### [Exercise]
Every line of the data that includes "PublicKey" should be copied out.

Collected data
________________________

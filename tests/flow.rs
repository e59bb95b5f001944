use lina::archive::PlainArchive;
use lina::create;
use lina::error::LinaError;
use lina::flow::{CreateJob, CreateSession, CreationType, InputKind, Step};
use lina::format::Profile;
use lina::keys::{PrivateKey, SymmetricKey};
use lina::seal::SealOptions;
use std::fs;
use std::path::Path;

fn data_dir(root: &Path) -> std::path::PathBuf {
    let data = root.join("data");
    fs::create_dir_all(&data).unwrap();
    fs::write(data.join("a.txt"), b"alpha").unwrap();
    data
}

fn write_key(root: &Path) -> std::path::PathBuf {
    let path = root.join("signing.key");
    fs::write(&path, PrivateKey::generate().unwrap().to_x963()).unwrap();
    path
}

#[test]
fn short_key_never_reaches_the_builder() {
    let tmp = tempfile::tempdir().unwrap();
    let data = data_dir(tmp.path());
    let short = tmp.path().join("short.key");
    fs::write(&short, [0x04u8; 96]).unwrap();
    let long = tmp.path().join("long.key");
    fs::write(&long, [0x04u8; 98]).unwrap();

    let mut session = CreateSession::encrypted(Profile::Signed);
    session.pick(&data).unwrap();
    assert!(matches!(
        session.pick(&short),
        Err(LinaError::InvalidKeySize { actual: 96 })
    ));
    assert!(matches!(
        session.pick(&long),
        Err(LinaError::InvalidKeySize { actual: 98 })
    ));
    assert_eq!(session.awaiting(), CreationType::Key);
}

#[test]
fn malformed_and_unreadable_keys() {
    let tmp = tempfile::tempdir().unwrap();
    let data = data_dir(tmp.path());
    let garbage = tmp.path().join("garbage.key");
    fs::write(&garbage, [0x11u8; 97]).unwrap();

    let mut session = CreateSession::encrypted(Profile::Signed);
    session.pick(&data).unwrap();
    assert!(matches!(
        session.pick(&garbage),
        Err(LinaError::InvalidKeyFormat(_))
    ));
    assert!(matches!(
        session.pick(&tmp.path().join("nope.key")),
        Err(LinaError::ReadFailed { .. })
    ));
}

#[test]
fn plain_flow_only_accepts_directories() {
    let tmp = tempfile::tempdir().unwrap();
    let file = tmp.path().join("file.txt");
    fs::write(&file, b"x").unwrap();

    let mut session = CreateSession::plain();
    assert_eq!(session.awaiting(), CreationType::Aar);
    assert!(matches!(session.pick(&file), Err(LinaError::InvalidFormat(_))));
    assert_eq!(session.awaiting(), CreationType::Aar);

    let data = data_dir(tmp.path());
    match session.pick(&data).unwrap() {
        Step::Ready(CreateJob::Plain { input }) => assert_eq!(input, data),
        other => panic!("unexpected step: {other:?}"),
    }
}

#[test]
fn encrypted_flow_accepts_plain_archives() {
    let tmp = tempfile::tempdir().unwrap();
    let data = data_dir(tmp.path());
    let aar = tmp.path().join("in.aar");
    PlainArchive::from_directory(&data)
        .unwrap()
        .write_path(&aar, None)
        .unwrap();
    let key = write_key(tmp.path());
    let auth = tmp.path().join("auth.bin");
    fs::write(&auth, b"auth").unwrap();

    let mut session = CreateSession::encrypted(Profile::Signed);
    assert!(matches!(session.pick(&aar).unwrap(), Step::Pick(CreationType::Key)));
    assert!(matches!(session.pick(&key).unwrap(), Step::Pick(CreationType::Auth)));
    match session.pick(&auth).unwrap() {
        Step::Ready(CreateJob::Encrypted {
            kind,
            signing,
            auth_data,
            ..
        }) => {
            assert_eq!(kind, InputKind::PlainArchive);
            assert!(signing.is_some());
            assert_eq!(auth_data, b"auth");
        }
        other => panic!("unexpected step: {other:?}"),
    }
    assert_eq!(session.awaiting(), CreationType::Aea);
}

#[test]
fn encrypted_flow_rejects_non_archives() {
    let tmp = tempfile::tempdir().unwrap();
    let junk = tmp.path().join("junk.bin");
    fs::write(&junk, b"definitely not an archive").unwrap();

    let mut session = CreateSession::encrypted(Profile::Signed);
    assert!(matches!(
        session.pick(&junk),
        Err(LinaError::InvalidArchive(_))
    ));
    assert_eq!(session.awaiting(), CreationType::Aea);
}

#[test]
fn oversized_auth_data_is_rejected() {
    let tmp = tempfile::tempdir().unwrap();
    let data = data_dir(tmp.path());
    let auth = tmp.path().join("auth.bin");
    fs::write(&auth, vec![0u8; 1024 * 1024 + 1]).unwrap();

    let mut session = CreateSession::encrypted(Profile::Symmetric)
        .with_symmetric_key(SymmetricKey::generate().unwrap());
    session.pick(&data).unwrap();
    assert!(matches!(session.pick(&auth), Err(LinaError::InvalidFormat(_))));
    assert_eq!(session.awaiting(), CreationType::Auth);
}

#[test]
fn symmetric_profiles_need_a_symmetric_key() {
    let tmp = tempfile::tempdir().unwrap();
    let data = data_dir(tmp.path());
    let auth = tmp.path().join("auth.bin");
    fs::write(&auth, b"auth").unwrap();

    let mut session = CreateSession::encrypted(Profile::Symmetric);
    session.pick(&data).unwrap();
    let err = session.pick(&auth).unwrap_err();
    assert!(err.to_string().contains("symmetric key"));
}

#[test]
fn finished_job_leaves_exactly_one_file() {
    let tmp = tempfile::tempdir().unwrap();
    let data = data_dir(tmp.path());
    let key = write_key(tmp.path());
    let auth = tmp.path().join("auth.bin");
    fs::write(&auth, b"auth").unwrap();
    let out_dir = tmp.path().join("out");
    fs::create_dir_all(&out_dir).unwrap();

    let mut session = CreateSession::encrypted(Profile::Signed);
    session.pick(&data).unwrap();
    session.pick(&key).unwrap();
    let job = match session.pick(&auth).unwrap() {
        Step::Ready(job) => job,
        other => panic!("unexpected step: {other:?}"),
    };
    let output = out_dir.join("Archive_test.aea");
    let created = create::run_job(job, output.clone(), SealOptions::default()).unwrap();

    assert_eq!(created.path, output);
    let files: Vec<_> = fs::read_dir(&out_dir).unwrap().collect();
    assert_eq!(files.len(), 1);
    assert_eq!(fs::metadata(&output).unwrap().len(), created.size);
}

#[test]
fn failed_job_leaves_no_file() {
    let tmp = tempfile::tempdir().unwrap();
    let out_dir = tmp.path().join("out");
    fs::create_dir_all(&out_dir).unwrap();
    let output = out_dir.join("Archive_fail.aea");

    // Profile 1 without a symmetric key fails inside the worker.
    let job = CreateJob::Encrypted {
        input: data_dir(tmp.path()),
        kind: InputKind::Directory,
        profile: Profile::Symmetric,
        signing: None,
        symmetric: None,
        auth_data: Vec::new(),
    };
    assert!(create::run_job(job, output, SealOptions::default()).is_err());
    assert_eq!(fs::read_dir(&out_dir).unwrap().count(), 0);
}

#[test]
fn signed_profiles_ask_for_a_key() {
    let tmp = tempfile::tempdir().unwrap();
    let mut session = CreateSession::encrypted(Profile::Signed);
    assert_eq!(session.awaiting(), CreationType::Aea);
    let step = session.pick(tmp.path()).unwrap();
    assert!(matches!(step, Step::Pick(CreationType::Key)));
}

#[test]
fn symmetric_profile_skips_the_key() {
    let tmp = tempfile::tempdir().unwrap();
    let key = SymmetricKey::generate().unwrap();
    let mut session = CreateSession::encrypted(Profile::Symmetric).with_symmetric_key(key);
    let step = session.pick(tmp.path()).unwrap();
    assert!(matches!(step, Step::Pick(CreationType::Auth)));
}

#[test]
fn rejected_selection_keeps_state() {
    let tmp = tempfile::tempdir().unwrap();
    let mut session = CreateSession::encrypted(Profile::Signed);
    session.pick(tmp.path()).unwrap();
    assert!(session.pick(&tmp.path().join("missing.key")).is_err());
    assert_eq!(session.awaiting(), CreationType::Key);
}
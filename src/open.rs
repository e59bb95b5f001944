use crate::compression::SegmentDecompressor;
use crate::crypto::{KeySchedule, SegmentCipher};
use crate::error::{LinaError, Result};
use crate::format::{
    CipherAlgo, CompressionAlgo, Profile, Prologue, RootHeader, MAC_LEN, ROOT_HEADER_SIZE,
    SALT_LEN, SEGMENT_HEADER_SIZE,
};
use crate::keys::{PublicKey, SymmetricKey, SIGNATURE_LEN};
use indicatif::ProgressBar;
use sha2::{Digest, Sha256};
use std::io::{self, Read};
use tracing::{debug, trace};

const MAX_PREALLOC: u64 = 64 * 1024 * 1024;

#[derive(Default, Clone, Copy)]
pub struct OpenKeys<'a> {
    pub verify: Option<&'a PublicKey>,
    pub symmetric: Option<&'a SymmetricKey>,
}

#[derive(Debug, Clone, PartialEq, Eq)]
pub struct ContainerInfo {
    pub profile: Profile,
    pub auth_data: Vec<u8>,
    pub root: RootHeader,
}

#[derive(Debug)]
pub struct OpenedArchive {
    pub info: ContainerInfo,
    pub payload: Vec<u8>,
}

struct RootBlock {
    signature: [u8; SIGNATURE_LEN],
    root_mac: [u8; MAC_LEN],
    salt: [u8; SALT_LEN],
    root_raw: [u8; ROOT_HEADER_SIZE],
    root: RootHeader,
}

impl RootBlock {
    fn read_from<R: Read>(reader: &mut R) -> Result<Self> {
        let mut signature = [0u8; SIGNATURE_LEN];
        let mut root_mac = [0u8; MAC_LEN];
        let mut salt = [0u8; SALT_LEN];
        let mut root_raw = [0u8; ROOT_HEADER_SIZE];
        for part in [
            &mut signature[..],
            &mut root_mac[..],
            &mut salt[..],
            &mut root_raw[..],
        ] {
            reader
                .read_exact(part)
                .map_err(|_| LinaError::InvalidArchive("truncated root block".into()))?;
        }
        let root = RootHeader::from_bytes(root_raw)?;
        Ok(Self {
            signature,
            root_mac,
            salt,
            root_raw,
            root,
        })
    }
}

pub fn inspect<R: Read>(mut reader: R) -> Result<ContainerInfo> {
    let prologue = Prologue::read_from(&mut reader)?;
    let block = RootBlock::read_from(&mut reader)?;
    Ok(ContainerInfo {
        profile: prologue.profile,
        auth_data: prologue.auth_data,
        root: block.root,
    })
}

// Nothing is returned before the root MAC and signature check out.
pub fn open<R: Read>(
    mut reader: R,
    keys: &OpenKeys<'_>,
    pb: Option<&ProgressBar>,
) -> Result<OpenedArchive> {
    let prologue = Prologue::read_from(&mut reader)?;
    let prologue_raw = prologue.to_bytes();
    let block = RootBlock::read_from(&mut reader)?;
    let profile = prologue.profile;
    let root = block.root;
    check_profile_cipher(profile, root.cipher)?;
    if !profile.is_signed() && block.signature.iter().any(|b| *b != 0) {
        return Err(LinaError::InvalidArchive(
            "unsigned container carries a signature".into(),
        ));
    }
    if profile.is_signed() && keys.verify.is_none() {
        return Err(LinaError::InvalidFormat(format!(
            "profile {} requires the signer's public key",
            profile.id()
        )));
    }
    debug!(
        profile = profile.name(),
        cipher = root.cipher.name(),
        segments = root.segment_count,
        raw_size = root.raw_size,
        "opening container"
    );

    let schedule = KeySchedule::derive(profile, &block.salt, keys.symmetric, keys.verify)?;
    let mut cipher = SegmentCipher::new(root.cipher, &schedule)?;
    let mut decompressor = match root.compression {
        CompressionAlgo::Zstd => Some(SegmentDecompressor::new()?),
        CompressionAlgo::None => None,
    };
    let mut payload = Vec::with_capacity(root.raw_size.min(MAX_PREALLOC) as usize);
    let mut tags = Sha256::new();

    for index in 0..root.segment_count {
        let mut header = [0u8; SEGMENT_HEADER_SIZE];
        read_segment_part(&mut reader, &mut header)?;
        let stored_len = u32::from_le_bytes([header[0], header[1], header[2], header[3]]);
        let raw_len = u32::from_le_bytes([header[4], header[5], header[6], header[7]]);
        let is_last = index + 1 == root.segment_count;
        check_segment_lengths(&root, stored_len, raw_len, is_last)?;

        let mut stored = vec![0u8; stored_len as usize];
        read_segment_part(&mut reader, &mut stored)?;
        let mut tag = vec![0u8; cipher.tag_len()];
        read_segment_part(&mut reader, &mut tag)?;
        cipher.open(&header, &mut stored, &tag)?;
        tags.update(&tag);

        if stored_len < raw_len {
            let decompressor = decompressor.as_mut().ok_or_else(|| {
                LinaError::InvalidArchive("compressed segment in uncompressed container".into())
            })?;
            payload.extend_from_slice(&decompressor.decompress(&stored, raw_len as usize)?);
        } else {
            payload.extend_from_slice(&stored);
        }
        trace!(index, stored = stored_len, raw = raw_len, "opened segment");
        if let Some(pb) = pb {
            pb.inc(raw_len as u64);
        }
    }

    if payload.len() as u64 != root.raw_size {
        return Err(LinaError::InvalidArchive(
            "payload size does not match root header".into(),
        ));
    }
    let mut probe = [0u8; 1];
    if read_some(&mut reader, &mut probe)? != 0 {
        return Err(LinaError::InvalidArchive(
            "trailing data after last segment".into(),
        ));
    }

    let digest = tags.finalize();
    schedule.verify_root_mac(
        &[&prologue_raw[..], &block.salt[..], &block.root_raw[..], &digest[..]],
        &block.root_mac,
    )?;
    if let Some(public) = keys.verify.filter(|_| profile.is_signed()) {
        let message = [
            &prologue_raw[..],
            &block.salt[..],
            &block.root_raw[..],
            &digest[..],
            &block.root_mac[..],
        ]
        .concat();
        public.verify(&message, &block.signature)?;
    }

    Ok(OpenedArchive {
        info: ContainerInfo {
            profile,
            auth_data: prologue.auth_data,
            root,
        },
        payload,
    })
}

fn check_profile_cipher(profile: Profile, cipher: CipherAlgo) -> Result<()> {
    if profile.is_encrypted() != cipher.is_aead() {
        return Err(LinaError::InvalidArchive(format!(
            "cipher {} does not match profile {}",
            cipher.name(),
            profile.id()
        )));
    }
    Ok(())
}

fn check_segment_lengths(root: &RootHeader, stored_len: u32, raw_len: u32, is_last: bool) -> Result<()> {
    if raw_len == 0 || raw_len > root.segment_size {
        return Err(LinaError::InvalidArchive(format!(
            "segment length out of range: {raw_len}"
        )));
    }
    if !is_last && raw_len != root.segment_size {
        return Err(LinaError::InvalidArchive("short segment before the last".into()));
    }
    if stored_len > raw_len
        || (root.compression == CompressionAlgo::None && stored_len != raw_len)
    {
        return Err(LinaError::InvalidArchive(format!(
            "stored segment length out of range: {stored_len}"
        )));
    }
    Ok(())
}

fn read_segment_part<R: Read>(reader: &mut R, buf: &mut [u8]) -> Result<()> {
    reader.read_exact(buf).map_err(|err| {
        if err.kind() == io::ErrorKind::UnexpectedEof {
            LinaError::InvalidArchive("truncated segment".into())
        } else {
            LinaError::Io(err)
        }
    })
}

fn read_some<R: Read>(reader: &mut R, buf: &mut [u8]) -> io::Result<usize> {
    loop {
        match reader.read(buf) {
            Err(err) if err.kind() == io::ErrorKind::Interrupted => continue,
            other => return other,
        }
    }
}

________________________

### [Completed exercise]
use crate::keys::{PublicKey, SymmetricKey, SIGNATURE_LEN};
    pub verify: Option<&'a PublicKey>,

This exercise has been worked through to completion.